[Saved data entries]
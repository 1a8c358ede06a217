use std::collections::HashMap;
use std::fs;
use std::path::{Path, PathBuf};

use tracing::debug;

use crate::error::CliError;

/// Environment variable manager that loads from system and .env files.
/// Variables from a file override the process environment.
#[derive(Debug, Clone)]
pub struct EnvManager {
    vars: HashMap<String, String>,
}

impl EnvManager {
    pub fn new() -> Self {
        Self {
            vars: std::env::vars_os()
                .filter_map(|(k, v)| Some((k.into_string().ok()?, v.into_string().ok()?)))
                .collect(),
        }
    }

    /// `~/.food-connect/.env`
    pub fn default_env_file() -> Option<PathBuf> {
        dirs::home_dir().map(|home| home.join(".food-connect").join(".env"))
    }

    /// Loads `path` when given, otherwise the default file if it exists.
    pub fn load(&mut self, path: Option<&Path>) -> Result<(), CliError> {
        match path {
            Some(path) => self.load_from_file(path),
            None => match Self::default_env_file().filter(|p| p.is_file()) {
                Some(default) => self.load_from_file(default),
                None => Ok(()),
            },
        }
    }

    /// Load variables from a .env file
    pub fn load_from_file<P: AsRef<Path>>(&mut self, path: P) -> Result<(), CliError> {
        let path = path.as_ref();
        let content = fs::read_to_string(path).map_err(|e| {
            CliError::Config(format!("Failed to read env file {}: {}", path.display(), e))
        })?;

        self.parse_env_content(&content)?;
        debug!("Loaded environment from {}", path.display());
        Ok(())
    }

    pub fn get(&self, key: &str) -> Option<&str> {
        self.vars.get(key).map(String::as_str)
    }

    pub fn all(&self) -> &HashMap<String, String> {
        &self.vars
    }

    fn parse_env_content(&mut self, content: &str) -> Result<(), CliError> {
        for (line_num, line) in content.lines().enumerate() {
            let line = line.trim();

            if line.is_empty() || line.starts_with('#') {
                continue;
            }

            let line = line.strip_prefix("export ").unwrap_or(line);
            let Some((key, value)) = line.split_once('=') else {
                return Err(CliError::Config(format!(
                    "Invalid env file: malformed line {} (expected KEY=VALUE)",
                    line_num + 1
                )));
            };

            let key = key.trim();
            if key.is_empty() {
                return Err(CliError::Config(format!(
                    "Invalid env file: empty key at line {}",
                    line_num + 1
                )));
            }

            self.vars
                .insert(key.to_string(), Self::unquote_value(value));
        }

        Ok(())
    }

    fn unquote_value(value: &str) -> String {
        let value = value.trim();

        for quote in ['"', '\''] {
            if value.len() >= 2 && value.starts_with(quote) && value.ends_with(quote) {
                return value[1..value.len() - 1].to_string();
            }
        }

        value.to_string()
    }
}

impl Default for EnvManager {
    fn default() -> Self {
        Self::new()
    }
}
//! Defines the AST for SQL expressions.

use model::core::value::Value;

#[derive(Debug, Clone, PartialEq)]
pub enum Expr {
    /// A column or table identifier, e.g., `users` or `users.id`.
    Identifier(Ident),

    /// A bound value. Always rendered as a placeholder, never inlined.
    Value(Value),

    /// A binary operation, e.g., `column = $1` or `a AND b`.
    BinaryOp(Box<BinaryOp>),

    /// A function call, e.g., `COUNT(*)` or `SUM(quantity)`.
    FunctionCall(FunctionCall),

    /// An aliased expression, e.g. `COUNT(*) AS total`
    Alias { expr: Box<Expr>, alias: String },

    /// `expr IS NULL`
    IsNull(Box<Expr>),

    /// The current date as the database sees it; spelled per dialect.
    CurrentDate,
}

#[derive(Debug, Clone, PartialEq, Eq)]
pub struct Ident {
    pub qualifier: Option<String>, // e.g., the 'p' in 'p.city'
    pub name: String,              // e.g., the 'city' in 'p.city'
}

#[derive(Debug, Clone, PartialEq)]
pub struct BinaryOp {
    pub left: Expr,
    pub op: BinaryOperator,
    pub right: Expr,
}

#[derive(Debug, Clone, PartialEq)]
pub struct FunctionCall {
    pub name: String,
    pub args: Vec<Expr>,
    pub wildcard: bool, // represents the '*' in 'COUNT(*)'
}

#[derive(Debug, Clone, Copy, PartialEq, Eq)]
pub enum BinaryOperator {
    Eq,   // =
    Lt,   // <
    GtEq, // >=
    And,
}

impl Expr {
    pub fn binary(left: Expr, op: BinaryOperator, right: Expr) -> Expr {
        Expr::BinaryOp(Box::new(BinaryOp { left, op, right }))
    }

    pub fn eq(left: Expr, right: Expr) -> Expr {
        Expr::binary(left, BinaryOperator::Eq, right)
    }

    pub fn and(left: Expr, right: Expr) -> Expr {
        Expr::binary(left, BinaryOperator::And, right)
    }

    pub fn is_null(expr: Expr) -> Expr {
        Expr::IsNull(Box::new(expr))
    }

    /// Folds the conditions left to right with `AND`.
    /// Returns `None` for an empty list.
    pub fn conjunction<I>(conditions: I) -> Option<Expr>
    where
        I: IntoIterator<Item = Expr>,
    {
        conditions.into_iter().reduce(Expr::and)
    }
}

INSTRUCTIONS TO FOLLOW
Exactly as written, transcribe each line of the data.

OUTPUT FOR THIS EXERCISE
repository 1a8c358ede06a217
use std::collections::HashMap;
use std::fs;
use std::path::{Path, PathBuf};

use tracing::debug;

use crate::error::CliError;

/// Environment variable manager that loads from system and .env files.
/// Variables from a file override the process environment.
#[derive(Debug, Clone)]
pub struct EnvManager {
    vars: HashMap<String, String>,
}

impl EnvManager {
    pub fn new() -> Self {
        Self {
            vars: std::env::vars_os()
                .filter_map(|(k, v)| Some((k.into_string().ok()?, v.into_string().ok()?)))
                .collect(),
        }
    }

    /// `~/.food-connect/.env`
    pub fn default_env_file() -> Option<PathBuf> {
        dirs::home_dir().map(|home| home.join(".food-connect").join(".env"))
    }

    /// Loads `path` when given, otherwise the default file if it exists.
    pub fn load(&mut self, path: Option<&Path>) -> Result<(), CliError> {
        match path {
            Some(path) => self.load_from_file(path),
            None => match Self::default_env_file().filter(|p| p.is_file()) {
                Some(default) => self.load_from_file(default),
                None => Ok(()),
            },
        }
    }

    /// Load variables from a .env file
    pub fn load_from_file<P: AsRef<Path>>(&mut self, path: P) -> Result<(), CliError> {
        let path = path.as_ref();
        let content = fs::read_to_string(path).map_err(|e| {
            CliError::Config(format!("Failed to read env file {}: {}", path.display(), e))
        })?;

        self.parse_env_content(&content)?;
        debug!("Loaded environment from {}", path.display());
        Ok(())
    }

    pub fn get(&self, key: &str) -> Option<&str> {
        self.vars.get(key).map(String::as_str)
    }

    pub fn all(&self) -> &HashMap<String, String> {
        &self.vars
    }

    fn parse_env_content(&mut self, content: &str) -> Result<(), CliError> {
        for (line_num, line) in content.lines().enumerate() {
            let line = line.trim();

            if line.is_empty() || line.starts_with('#') {
                continue;
            }

            let line = line.strip_prefix("export ").unwrap_or(line);
            let Some((key, value)) = line.split_once('=') else {
                return Err(CliError::Config(format!(
                    "Invalid env file: malformed line {} (expected KEY=VALUE)",
                    line_num + 1
                )));
            };

            let key = key.trim();
            if key.is_empty() {
                return Err(CliError::Config(format!(
                    "Invalid env file: empty key at line {}",
                    line_num + 1
                )));
            }

            self.vars
                .insert(key.to_string(), Self::unquote_value(value));
        }

        Ok(())
    }

    fn unquote_value(value: &str) -> String {
        let value = value.trim();

        for quote in ['"', '\''] {
            if value.len() >= 2 && value.starts_with(quote) && value.ends_with(quote) {
                return value[1..value.len() - 1].to_string();
            }
        }

        value.to_string()
    }
}

impl Default for EnvManager {
    fn default() -> Self {
        Self::new()
    }
}
//! Defines the AST for SQL expressions.

use model::core::value::Value;

#[derive(Debug, Clone, PartialEq)]
pub enum Expr {
    /// A column or table identifier, e.g., `users` or `users.id`.
    Identifier(Ident),

    /// A bound value. Always rendered as a placeholder, never inlined.
    Value(Value),

    /// A binary operation, e.g., `column = $1` or `a AND b`.
    BinaryOp(Box<BinaryOp>),

    /// A function call, e.g., `COUNT(*)` or `SUM(quantity)`.
    FunctionCall(FunctionCall),

    /// An aliased expression, e.g. `COUNT(*) AS total`
    Alias { expr: Box<Expr>, alias: String },

    /// `expr IS NULL`
    IsNull(Box<Expr>),

    /// The current date as the database sees it; spelled per dialect.
    CurrentDate,
}

#[derive(Debug, Clone, PartialEq, Eq)]
pub struct Ident {
    pub qualifier: Option<String>, // e.g., the 'p' in 'p.city'
    pub name: String,              // e.g., the 'city' in 'p.city'
}

#[derive(Debug, Clone, PartialEq)]
pub struct BinaryOp {
    pub left: Expr,
    pub op: BinaryOperator,
    pub right: Expr,
}

#[derive(Debug, Clone, PartialEq)]
pub struct FunctionCall {
    pub name: String,
    pub args: Vec<Expr>,
    pub wildcard: bool, // represents the '*' in 'COUNT(*)'
}

#[derive(Debug, Clone, Copy, PartialEq, Eq)]
pub enum BinaryOperator {
    Eq,   // =
    Lt,   // <
    GtEq, // >=
    And,
}

impl Expr {
    pub fn binary(left: Expr, op: BinaryOperator, right: Expr) -> Expr {
        Expr::BinaryOp(Box::new(BinaryOp { left, op, right }))
    }

    pub fn eq(left: Expr, right: Expr) -> Expr {
        Expr::binary(left, BinaryOperator::Eq, right)
    }

    pub fn and(left: Expr, right: Expr) -> Expr {
        Expr::binary(left, BinaryOperator::And, right)
    }

    pub fn is_null(expr: Expr) -> Expr {
        Expr::IsNull(Box::new(expr))
    }

    /// Folds the conditions left to right with `AND`.
    /// Returns `None` for an empty list.
    pub fn conjunction<I>(conditions: I) -> Option<Expr>
    where
        I: IntoIterator<Item = Expr>,
    {
        conditions.into_iter().reduce(Expr::and)
    }
}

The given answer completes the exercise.